=== TASK REQUIREMENTS ===
Please count the lines with the word "HttpRequest" in the material below, then state the number by itself.

Top of INFORMATION SUPPLIED

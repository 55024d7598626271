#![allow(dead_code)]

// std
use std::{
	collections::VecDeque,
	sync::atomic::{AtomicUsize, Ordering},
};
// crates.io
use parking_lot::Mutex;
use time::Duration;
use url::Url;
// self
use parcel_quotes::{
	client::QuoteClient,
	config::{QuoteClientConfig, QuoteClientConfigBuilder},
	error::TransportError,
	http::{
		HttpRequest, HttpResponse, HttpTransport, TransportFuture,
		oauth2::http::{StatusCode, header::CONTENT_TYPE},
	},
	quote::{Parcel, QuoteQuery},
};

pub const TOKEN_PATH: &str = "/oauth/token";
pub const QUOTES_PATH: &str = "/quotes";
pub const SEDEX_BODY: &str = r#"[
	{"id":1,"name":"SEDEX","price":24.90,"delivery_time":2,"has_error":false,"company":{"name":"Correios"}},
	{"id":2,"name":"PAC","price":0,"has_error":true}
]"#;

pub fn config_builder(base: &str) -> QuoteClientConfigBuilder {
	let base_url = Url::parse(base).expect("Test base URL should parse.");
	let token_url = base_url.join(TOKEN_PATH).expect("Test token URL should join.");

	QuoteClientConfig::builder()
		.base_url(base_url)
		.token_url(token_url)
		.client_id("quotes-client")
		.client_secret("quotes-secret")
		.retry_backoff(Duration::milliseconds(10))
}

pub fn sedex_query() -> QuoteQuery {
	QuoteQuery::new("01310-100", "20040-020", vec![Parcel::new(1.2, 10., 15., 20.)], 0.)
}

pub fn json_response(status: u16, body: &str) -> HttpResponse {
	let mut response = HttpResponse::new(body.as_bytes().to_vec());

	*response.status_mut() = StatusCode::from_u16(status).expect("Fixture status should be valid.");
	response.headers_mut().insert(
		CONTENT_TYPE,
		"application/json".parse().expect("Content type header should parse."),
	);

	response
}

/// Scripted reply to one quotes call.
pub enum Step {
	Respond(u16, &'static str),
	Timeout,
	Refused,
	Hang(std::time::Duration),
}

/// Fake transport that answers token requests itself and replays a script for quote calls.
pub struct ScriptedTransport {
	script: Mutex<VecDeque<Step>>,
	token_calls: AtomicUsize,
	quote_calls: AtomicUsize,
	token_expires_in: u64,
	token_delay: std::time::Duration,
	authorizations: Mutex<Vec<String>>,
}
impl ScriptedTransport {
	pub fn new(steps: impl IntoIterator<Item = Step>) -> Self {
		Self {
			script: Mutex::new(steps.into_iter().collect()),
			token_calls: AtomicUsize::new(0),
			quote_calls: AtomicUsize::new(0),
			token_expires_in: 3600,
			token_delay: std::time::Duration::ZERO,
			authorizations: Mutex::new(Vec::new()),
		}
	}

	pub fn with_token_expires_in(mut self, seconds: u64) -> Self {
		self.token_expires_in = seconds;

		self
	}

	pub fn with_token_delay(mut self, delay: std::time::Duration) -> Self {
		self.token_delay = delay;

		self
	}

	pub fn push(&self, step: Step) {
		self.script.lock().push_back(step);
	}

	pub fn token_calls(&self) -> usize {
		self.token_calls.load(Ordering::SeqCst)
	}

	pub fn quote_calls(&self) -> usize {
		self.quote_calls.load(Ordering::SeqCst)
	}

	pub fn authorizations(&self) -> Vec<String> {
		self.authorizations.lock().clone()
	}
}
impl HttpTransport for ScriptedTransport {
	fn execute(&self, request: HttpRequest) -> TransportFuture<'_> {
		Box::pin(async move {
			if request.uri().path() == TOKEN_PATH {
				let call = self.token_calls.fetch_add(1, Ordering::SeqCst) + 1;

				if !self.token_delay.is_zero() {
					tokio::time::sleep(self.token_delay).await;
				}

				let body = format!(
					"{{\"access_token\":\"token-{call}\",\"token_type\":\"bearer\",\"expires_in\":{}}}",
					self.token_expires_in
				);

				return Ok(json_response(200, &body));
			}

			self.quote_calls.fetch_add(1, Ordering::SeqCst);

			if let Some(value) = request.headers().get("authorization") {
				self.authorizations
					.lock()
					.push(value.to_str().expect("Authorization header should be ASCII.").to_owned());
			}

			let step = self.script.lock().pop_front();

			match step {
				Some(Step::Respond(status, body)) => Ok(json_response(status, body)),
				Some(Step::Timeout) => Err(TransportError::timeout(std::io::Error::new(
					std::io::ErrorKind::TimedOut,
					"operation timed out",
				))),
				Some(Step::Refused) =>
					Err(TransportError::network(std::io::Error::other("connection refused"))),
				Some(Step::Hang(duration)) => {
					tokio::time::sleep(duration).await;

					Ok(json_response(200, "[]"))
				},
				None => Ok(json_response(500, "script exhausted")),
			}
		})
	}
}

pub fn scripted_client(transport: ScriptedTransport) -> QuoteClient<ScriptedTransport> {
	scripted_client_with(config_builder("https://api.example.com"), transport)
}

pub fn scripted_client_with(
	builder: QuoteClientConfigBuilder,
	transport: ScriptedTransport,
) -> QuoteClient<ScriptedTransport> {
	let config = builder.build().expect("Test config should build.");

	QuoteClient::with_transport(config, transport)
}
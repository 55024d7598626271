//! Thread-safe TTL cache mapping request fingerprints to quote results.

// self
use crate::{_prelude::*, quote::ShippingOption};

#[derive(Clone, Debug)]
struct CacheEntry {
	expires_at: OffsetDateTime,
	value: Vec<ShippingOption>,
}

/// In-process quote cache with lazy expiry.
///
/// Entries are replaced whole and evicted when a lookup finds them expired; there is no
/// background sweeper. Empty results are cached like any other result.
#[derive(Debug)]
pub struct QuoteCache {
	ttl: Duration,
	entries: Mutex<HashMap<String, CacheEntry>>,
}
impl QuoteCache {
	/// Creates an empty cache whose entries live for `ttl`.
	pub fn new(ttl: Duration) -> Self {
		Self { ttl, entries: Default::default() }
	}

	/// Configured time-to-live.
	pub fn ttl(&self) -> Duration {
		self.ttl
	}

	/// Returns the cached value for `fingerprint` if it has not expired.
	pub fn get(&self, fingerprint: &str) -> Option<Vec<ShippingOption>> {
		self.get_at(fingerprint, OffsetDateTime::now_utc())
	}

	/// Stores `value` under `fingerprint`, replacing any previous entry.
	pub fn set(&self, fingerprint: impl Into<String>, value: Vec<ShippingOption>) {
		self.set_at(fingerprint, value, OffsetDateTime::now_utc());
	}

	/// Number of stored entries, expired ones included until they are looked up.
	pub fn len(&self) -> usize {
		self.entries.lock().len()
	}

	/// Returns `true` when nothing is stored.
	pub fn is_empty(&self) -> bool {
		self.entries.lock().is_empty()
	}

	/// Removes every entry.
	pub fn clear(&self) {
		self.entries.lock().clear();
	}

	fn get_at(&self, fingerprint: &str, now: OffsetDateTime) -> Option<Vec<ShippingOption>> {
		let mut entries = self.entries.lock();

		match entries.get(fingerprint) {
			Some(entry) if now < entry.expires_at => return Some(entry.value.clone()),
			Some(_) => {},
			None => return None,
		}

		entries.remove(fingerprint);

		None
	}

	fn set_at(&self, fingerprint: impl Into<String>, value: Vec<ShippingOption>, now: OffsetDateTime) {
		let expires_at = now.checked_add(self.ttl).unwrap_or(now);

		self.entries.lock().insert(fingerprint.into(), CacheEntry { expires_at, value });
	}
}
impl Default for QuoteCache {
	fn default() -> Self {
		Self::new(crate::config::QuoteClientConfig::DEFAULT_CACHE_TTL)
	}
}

Bottom of INFORMATION SUPPLIED

=== RESULT FOR THIS TASK ===
2